Anybody out there got an example of using the KV API with bearer tokens? I can get stuff to work fine with the email and auth key approach, but bearer tokens always fail. I need to expose a KV to someone else and obviously do not want to provide the global API key!

"code: 10000, message: “Authentication error”

The Authorization header is constructed thus (the token below is just made up):

“Authorization”: “Bearer CFPB-pprQ8ppHg_IgIFRVx2BmPrg-T9uRu7ic9HY”

I have verified the actual bearer token is good using CURL: https://api.cloudflare.com/client/v4/user/tokens/verify

Of course, this does not tell me it is good for the purpose to which I desire to place it, i.e. KV reads and writes. The token definition has one line:

Permissions

Workers KV Storage

Edit

I can confirm that using the KV API (e.g. Read key-value pair) works with an api token (e.g. with Account - Workers KV Storage:Edit).

Authorization is as you’ve described: Authorization: Bearer <token>

Thanks, I will keep poking away

Looking at how you say your header is constructed, there is something odd about where the colon is and whether there is enough whitespace between the end of authorization and the start of bearer…

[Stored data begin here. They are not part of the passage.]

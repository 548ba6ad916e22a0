//! TTL and stale-read semantics of the in-process cache backend.

use nft_market_sdk::cache::{Cache, MemoryCache};
use serde_json::json;
use std::time::Duration;

#[tokio::test]
async fn fresh_entry_round_trips() {
    let cache = MemoryCache::new();
    cache
        .set("k", json!({"v": 1}), Duration::from_secs(60))
        .await
        .unwrap();
    let got = cache.get("k", false).await.unwrap();
    assert_eq!(got, Some(json!({"v": 1})));
}

#[tokio::test]
async fn expired_entry_is_a_miss_but_stale_readable() {
    let cache = MemoryCache::new();
    cache
        .set("k", json!(42), Duration::from_millis(10))
        .await
        .unwrap();
    tokio::time::sleep(Duration::from_millis(30)).await;

    // Stale read first: the strict read below evicts the entry.
    assert_eq!(cache.get("k", true).await.unwrap(), Some(json!(42)));
    assert_eq!(cache.get("k", false).await.unwrap(), None);
    // Strict miss evicted it, so even stale reads now come up empty.
    assert_eq!(cache.get("k", true).await.unwrap(), None);
}

#[tokio::test]
async fn lookup_reports_expiry_without_evicting() {
    let cache = MemoryCache::new();
    cache
        .set("k", json!(42), Duration::from_millis(10))
        .await
        .unwrap();

    let live = cache.lookup("k").await.unwrap().unwrap();
    assert!(!live.expired);
    assert_eq!(live.value, json!(42));

    tokio::time::sleep(Duration::from_millis(30)).await;

    // Expired entries stay readable through lookup, repeatedly.
    let expired = cache.lookup("k").await.unwrap().unwrap();
    assert!(expired.expired);
    assert_eq!(expired.value, json!(42));
    assert!(cache.lookup("k").await.unwrap().is_some());
    assert_eq!(cache.get("k", true).await.unwrap(), Some(json!(42)));

    assert!(cache.lookup("absent").await.unwrap().is_none());
}

#[tokio::test]
async fn clear_expired_keeps_live_entries() {
    let cache = MemoryCache::new();
    cache
        .set("live", json!(1), Duration::from_secs(60))
        .await
        .unwrap();
    cache
        .set("dead", json!(2), Duration::from_millis(5))
        .await
        .unwrap();
    tokio::time::sleep(Duration::from_millis(20)).await;

    let removed = cache.clear_expired().await.unwrap();
    assert_eq!(removed, 1);
    assert_eq!(cache.get("live", false).await.unwrap(), Some(json!(1)));

    let stats = cache.stats().await.unwrap();
    assert_eq!(stats.entries, 1);
    assert_eq!(stats.expired_entries, 0);
}

#[tokio::test]
async fn stats_track_hits_and_misses() {
    let cache = MemoryCache::new();
    cache
        .set("k", json!(true), Duration::from_secs(60))
        .await
        .unwrap();
    cache.get("k", false).await.unwrap();
    cache.get("absent", false).await.unwrap();

    let stats = cache.stats().await.unwrap();
    assert_eq!(stats.hits, 1);
    assert_eq!(stats.misses, 1);
}
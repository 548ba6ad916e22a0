use crate::chain_reader::ChainReaderConfig;
use crate::marketplace_reader::MarketplaceConfig;
use crate::price_enrichment::EnrichmentConfig;
use crate::price_feed::PriceFeedConfig;
use crate::resilient_fetch::RetryPolicy;
use config::{Config, ConfigError, File};
use serde::Deserialize;
use std::env;
use std::time::Duration;

#[derive(Debug, Deserialize, Clone)]
pub struct Rpc {
    #[serde(default = "default_rpc_url")]
    pub url: String,
    #[serde(default = "default_calls_per_second")]
    pub calls_per_second: f64,
    #[serde(default = "default_request_timeout_seconds")]
    pub request_timeout_seconds: u64,
    #[serde(default = "default_max_retries")]
    pub max_retries: u32,
    #[serde(default = "default_backoff_base_ms")]
    pub backoff_base_ms: u64,
    #[serde(default = "default_backoff_max_ms")]
    pub backoff_max_ms: u64,
}

fn default_rpc_url() -> String {
    "http://127.0.0.1:8545".to_string()
}
fn default_calls_per_second() -> f64 {
    5.0
}
fn default_request_timeout_seconds() -> u64 {
    5
}
fn default_max_retries() -> u32 {
    3
}
fn default_backoff_base_ms() -> u64 {
    200
}
fn default_backoff_max_ms() -> u64 {
    5000
}

impl Default for Rpc {
    fn default() -> Self {
        Self {
            url: default_rpc_url(),
            calls_per_second: default_calls_per_second(),
            request_timeout_seconds: default_request_timeout_seconds(),
            max_retries: default_max_retries(),
            backoff_base_ms: default_backoff_base_ms(),
            backoff_max_ms: default_backoff_max_ms(),
        }
    }
}

impl Rpc {
    pub fn retry_policy(&self) -> RetryPolicy {
        RetryPolicy {
            max_retries: self.max_retries,
            request_timeout: Duration::from_secs(self.request_timeout_seconds),
            backoff_base: Duration::from_millis(self.backoff_base_ms),
            backoff_cap: Duration::from_millis(self.backoff_max_ms),
        }
    }

    /// Calls-per-second budget as the limiter's whole-number quota, at
    /// least one.
    pub fn limiter_budget(&self) -> u32 {
        self.calls_per_second.max(1.0).round() as u32
    }
}

#[derive(Debug, Deserialize, Clone)]
pub struct Collection {
    #[serde(default)]
    pub contract: String,
    /// Address whose buys/sells are tracked as strategy trade legs.
    #[serde(default)]
    pub strategy_address: Option<String>,
    /// ERC-20 whose burns are linked to sale proceeds.
    #[serde(default)]
    pub burn_token: Option<String>,
    #[serde(default = "default_initial_sync_blocks")]
    pub initial_sync_blocks: u64,
    #[serde(default = "default_get_logs_chunk_size")]
    pub get_logs_chunk_size: u64,
    #[serde(default = "default_batch_delay_ms")]
    pub batch_delay_ms: u64,
    #[serde(default = "default_provider_result_cap")]
    pub provider_result_cap: usize,
}

fn default_initial_sync_blocks() -> u64 {
    500_000
}
fn default_get_logs_chunk_size() -> u64 {
    10_000
}
fn default_batch_delay_ms() -> u64 {
    250
}
fn default_provider_result_cap() -> usize {
    10_000
}

impl Default for Collection {
    fn default() -> Self {
        Self {
            contract: String::new(),
            strategy_address: None,
            burn_token: None,
            initial_sync_blocks: default_initial_sync_blocks(),
            get_logs_chunk_size: default_get_logs_chunk_size(),
            batch_delay_ms: default_batch_delay_ms(),
            provider_result_cap: default_provider_result_cap(),
        }
    }
}

impl Collection {
    pub fn chain_reader_config(&self) -> ChainReaderConfig {
        ChainReaderConfig {
            batch_size: self.get_logs_chunk_size,
            batch_delay: Duration::from_millis(self.batch_delay_ms),
            result_cap: self.provider_result_cap,
            head_refresh: ChainReaderConfig::default().head_refresh,
        }
    }
}

#[derive(Debug, Deserialize, Clone)]
pub struct Marketplace {
    #[serde(default = "default_marketplace_base_url")]
    pub base_url: String,
    #[serde(default)]
    pub api_key: Option<String>,
    #[serde(default)]
    pub collection_slug: String,
    #[serde(default = "default_page_size")]
    pub page_size: usize,
    #[serde(default = "default_max_pages")]
    pub max_pages: usize,
    #[serde(default = "default_marketplace_id")]
    pub marketplace_id: String,
}

fn default_marketplace_base_url() -> String {
    "https://api.opensea.io/api/v2".to_string()
}
fn default_page_size() -> usize {
    50
}
fn default_max_pages() -> usize {
    20
}
fn default_marketplace_id() -> String {
    "opensea".to_string()
}

impl Default for Marketplace {
    fn default() -> Self {
        Self {
            base_url: default_marketplace_base_url(),
            api_key: None,
            collection_slug: String::new(),
            page_size: default_page_size(),
            max_pages: default_max_pages(),
            marketplace_id: default_marketplace_id(),
        }
    }
}

impl Marketplace {
    pub fn reader_config(&self) -> MarketplaceConfig {
        MarketplaceConfig {
            base_url: self.base_url.clone(),
            api_key: self.api_key.clone(),
            page_size: self.page_size,
            max_pages: self.max_pages,
            marketplace_id: self.marketplace_id.clone(),
        }
    }
}

#[derive(Debug, Deserialize, Clone)]
pub struct PriceFeedSettings {
    #[serde(default = "default_price_feed_base_url")]
    pub base_url: String,
    #[serde(default = "default_price_feed_cache_ttl_seconds")]
    pub cache_ttl_seconds: u64,
}

fn default_price_feed_base_url() -> String {
    "https://api.coingecko.com/api/v3".to_string()
}
fn default_price_feed_cache_ttl_seconds() -> u64 {
    300
}

impl Default for PriceFeedSettings {
    fn default() -> Self {
        Self {
            base_url: default_price_feed_base_url(),
            cache_ttl_seconds: default_price_feed_cache_ttl_seconds(),
        }
    }
}

impl PriceFeedSettings {
    pub fn feed_config(&self) -> PriceFeedConfig {
        PriceFeedConfig {
            base_url: self.base_url.clone(),
            cache_ttl: Duration::from_secs(self.cache_ttl_seconds),
        }
    }
}

#[derive(Debug, Deserialize, Clone, Copy, PartialEq, Eq, Default)]
#[serde(rename_all = "snake_case")]
pub enum CacheBackend {
    #[default]
    Memory,
    Postgres,
}

#[derive(Debug, Deserialize, Clone)]
pub struct CacheSettings {
    #[serde(default)]
    pub backend: CacheBackend,
    #[serde(default = "default_snapshot_ttl_seconds")]
    pub snapshot_ttl_seconds: u64,
    #[serde(default = "default_stats_ttl_seconds")]
    pub stats_ttl_seconds: u64,
    #[serde(default = "default_sales_ttl_seconds")]
    pub sales_ttl_seconds: u64,
    #[serde(default = "default_daily_ttl_seconds")]
    pub daily_ttl_seconds: u64,
    #[serde(default = "default_indicators_ttl_seconds")]
    pub indicators_ttl_seconds: u64,
    #[serde(default = "default_traders_ttl_seconds")]
    pub traders_ttl_seconds: u64,
    #[serde(default = "default_burns_ttl_seconds")]
    pub burns_ttl_seconds: u64,
}

fn default_snapshot_ttl_seconds() -> u64 {
    300
}
fn default_stats_ttl_seconds() -> u64 {
    120
}
fn default_sales_ttl_seconds() -> u64 {
    120
}
fn default_daily_ttl_seconds() -> u64 {
    600
}
fn default_indicators_ttl_seconds() -> u64 {
    600
}
fn default_traders_ttl_seconds() -> u64 {
    600
}
fn default_burns_ttl_seconds() -> u64 {
    600
}

impl Default for CacheSettings {
    fn default() -> Self {
        Self {
            backend: CacheBackend::default(),
            snapshot_ttl_seconds: default_snapshot_ttl_seconds(),
            stats_ttl_seconds: default_stats_ttl_seconds(),
            sales_ttl_seconds: default_sales_ttl_seconds(),
            daily_ttl_seconds: default_daily_ttl_seconds(),
            indicators_ttl_seconds: default_indicators_ttl_seconds(),
            traders_ttl_seconds: default_traders_ttl_seconds(),
            burns_ttl_seconds: default_burns_ttl_seconds(),
        }
    }
}

#[derive(Debug, Deserialize, Clone)]
pub struct Handlers {
    /// Budget per request before falling back to stale data.
    #[serde(default = "default_handler_timeout_seconds")]
    pub timeout_seconds: u64,
}

fn default_handler_timeout_seconds() -> u64 {
    12
}

impl Default for Handlers {
    fn default() -> Self {
        Self {
            timeout_seconds: default_handler_timeout_seconds(),
        }
    }
}

#[derive(Debug, Deserialize, Clone)]
pub struct Analytics {
    #[serde(default = "default_enrichment_low_coverage_threshold")]
    pub low_coverage_threshold: f64,
    #[serde(default = "default_event_target_multiplier")]
    pub event_target_multiplier: usize,
}

fn default_enrichment_low_coverage_threshold() -> f64 {
    0.5
}
fn default_event_target_multiplier() -> usize {
    2
}

impl Default for Analytics {
    fn default() -> Self {
        Self {
            low_coverage_threshold: default_enrichment_low_coverage_threshold(),
            event_target_multiplier: default_event_target_multiplier(),
        }
    }
}

impl Analytics {
    pub fn enrichment_config(&self) -> EnrichmentConfig {
        EnrichmentConfig {
            low_coverage_threshold: self.low_coverage_threshold,
            event_target_multiplier: self.event_target_multiplier,
        }
    }
}

#[derive(Debug, Deserialize, Clone)]
pub struct LogSettings {
    #[serde(default = "default_log_level")]
    pub level: String,
}

fn default_log_level() -> String {
    "info".to_string()
}

impl Default for LogSettings {
    fn default() -> Self {
        Self {
            level: default_log_level(),
        }
    }
}

#[derive(Debug, Deserialize, Clone, Default)]
pub struct Settings {
    #[serde(default)]
    pub rpc: Rpc,
    #[serde(default)]
    pub collection: Collection,
    #[serde(default)]
    pub marketplace: Marketplace,
    #[serde(default)]
    pub price_feed: PriceFeedSettings,
    #[serde(default)]
    pub cache: CacheSettings,
    #[serde(default)]
    pub handlers: Handlers,
    #[serde(default)]
    pub analytics: Analytics,
    #[serde(default)]
    pub log: LogSettings,
}

impl Settings {
    pub fn new() -> Result<Self, ConfigError> {
        dotenv::dotenv().ok();

        let s = Config::builder()
            .add_source(File::with_name("Config.toml").required(false))
            .build()?;

        let mut settings: Self = s.try_deserialize()?;

        // Environment variable overrides for deployment-specific values
        if let Ok(url) = env::var("SDK_RPC_URL") {
            if !url.trim().is_empty() {
                settings.rpc.url = url;
            }
        }
        if let Ok(contract) = env::var("SDK_COLLECTION_CONTRACT") {
            if !contract.trim().is_empty() {
                settings.collection.contract = contract;
            }
        }
        if let Ok(key) = env::var("SDK_MARKETPLACE_API_KEY") {
            if !key.trim().is_empty() {
                settings.marketplace.api_key = Some(key);
            }
        }

        Ok(settings)
    }
}
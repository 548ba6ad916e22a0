//! Ledger replay: event-sourced reconstruction of current holders and
//! per-token lifecycles from the full transfer history.
//!
//! The replay is a pure fold over a deterministic chronological sort. It is
//! re-run in full on every sync; reassigning ownership requires total order,
//! so there is no incremental patching.

use crate::types::conversions::address_to_string;
use crate::types::{TokenLifecycle, TokenStatus, TradeLeg, Transfer};
use ethers::types::{Address, U256};
use std::collections::{HashMap, HashSet};

/// Final state after replaying a transfer history.
#[derive(Debug, Default, Clone)]
pub struct ReplayState {
    holdings: HashMap<Address, HashSet<U256>>,
    holder_of: HashMap<U256, Address>,
    history: HashMap<U256, TokenLifecycle>,
}

impl ReplayState {
    /// Number of distinct addresses holding at least one token.
    pub fn holder_count(&self) -> usize {
        self.holdings.values().filter(|set| !set.is_empty()).count()
    }

    pub fn holder_of(&self, token_id: &U256) -> Option<Address> {
        self.holder_of.get(token_id).copied()
    }

    pub fn holders(&self) -> &HashMap<U256, Address> {
        &self.holder_of
    }

    /// Distinct tokens ever observed in the replayed history.
    pub fn distinct_tokens(&self) -> usize {
        self.history.len()
    }

    pub fn lifecycle(&self, token_id: &U256) -> Option<&TokenLifecycle> {
        self.history.get(token_id)
    }

    /// Lifecycles keyed by token id string, the serializable view.
    pub fn lifecycles(&self) -> HashMap<String, TokenLifecycle> {
        self.history
            .iter()
            .map(|(id, lc)| (id.to_string(), lc.clone()))
            .collect()
    }
}

/// Replays `transfers` into holder and lifecycle state.
///
/// Transfers are sorted by block number ascending, ties broken by log index
/// when available and otherwise left in input order (the sort is stable).
/// A transfer whose receiver is `strategy` marks that token's purchase; one
/// whose sender is `strategy` marks its sale. `prices_by_tx` (lowercased tx
/// hash -> ETH price) annotates lifecycle legs when enrichment found a
/// match.
pub fn replay(
    transfers: &[Transfer],
    strategy: Option<Address>,
    prices_by_tx: &HashMap<String, f64>,
) -> ReplayState {
    let mut ordered: Vec<&Transfer> = transfers.iter().collect();
    ordered.sort_by_key(|t| (t.block_number, t.log_index.unwrap_or(u64::MAX)));

    ordered.into_iter().fold(ReplayState::default(), |state, t| {
        apply_transfer(state, t, strategy, prices_by_tx)
    })
}

/// Applies one transfer to the state. Mint transfers have a zero sender,
/// burns a zero receiver; neither side of the zero address ever holds.
fn apply_transfer(
    mut state: ReplayState,
    transfer: &Transfer,
    strategy: Option<Address>,
    prices_by_tx: &HashMap<String, f64>,
) -> ReplayState {
    let token = transfer.token_id;

    if !transfer.from.is_zero() {
        if let Some(held) = state.holdings.get_mut(&transfer.from) {
            held.remove(&token);
            if held.is_empty() {
                state.holdings.remove(&transfer.from);
            }
        }
    }

    if transfer.to.is_zero() {
        state.holder_of.remove(&token);
    } else {
        state
            .holdings
            .entry(transfer.to)
            .or_default()
            .insert(token);
        state.holder_of.insert(token, transfer.to);
    }

    // Every observed token gets a lifecycle entry, strategy-held or not,
    // so distinct_tokens() reflects the full collection.
    let entry = state.history.entry(token).or_insert(TokenLifecycle {
        status: TokenStatus::Held,
        purchase: None,
        sale: None,
    });

    if let Some(strategy) = strategy {
        let price = prices_by_tx.get(&transfer.tx_key()).copied();
        if transfer.to == strategy {
            entry.status = TokenStatus::Held;
            entry.purchase = Some(TradeLeg {
                timestamp: transfer.timestamp,
                tx_hash: transfer.tx_key(),
                price_eth: price,
                counterparty: Some(address_to_string(transfer.from)),
            });
            // A re-acquisition voids the previous sale leg.
            entry.sale = None;
        } else if transfer.from == strategy {
            entry.status = TokenStatus::Sold;
            entry.sale = Some(TradeLeg {
                timestamp: transfer.timestamp,
                tx_hash: transfer.tx_key(),
                price_eth: price,
                counterparty: Some(address_to_string(transfer.to)),
            });
        }
    }

    state
}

The token variant definitely works (I was playing with this yesterday), using curl to get a value from KV looks like

curl "https://api.cloudflare.com/client/v4/accounts/youraccountidhere/storage/kv/namespaces/yourknvnamespaceidhere/values/test" \
> -H "Authorization: Bearer yourtokenhere"

Thanks for the assistance. Turns out the token was getting relayed between two services and one of the services did not have "x-token` as an authorized header for OPTIONS requests; hence, it was failing. The Authorization header was actually OK (when the token actually got to it!)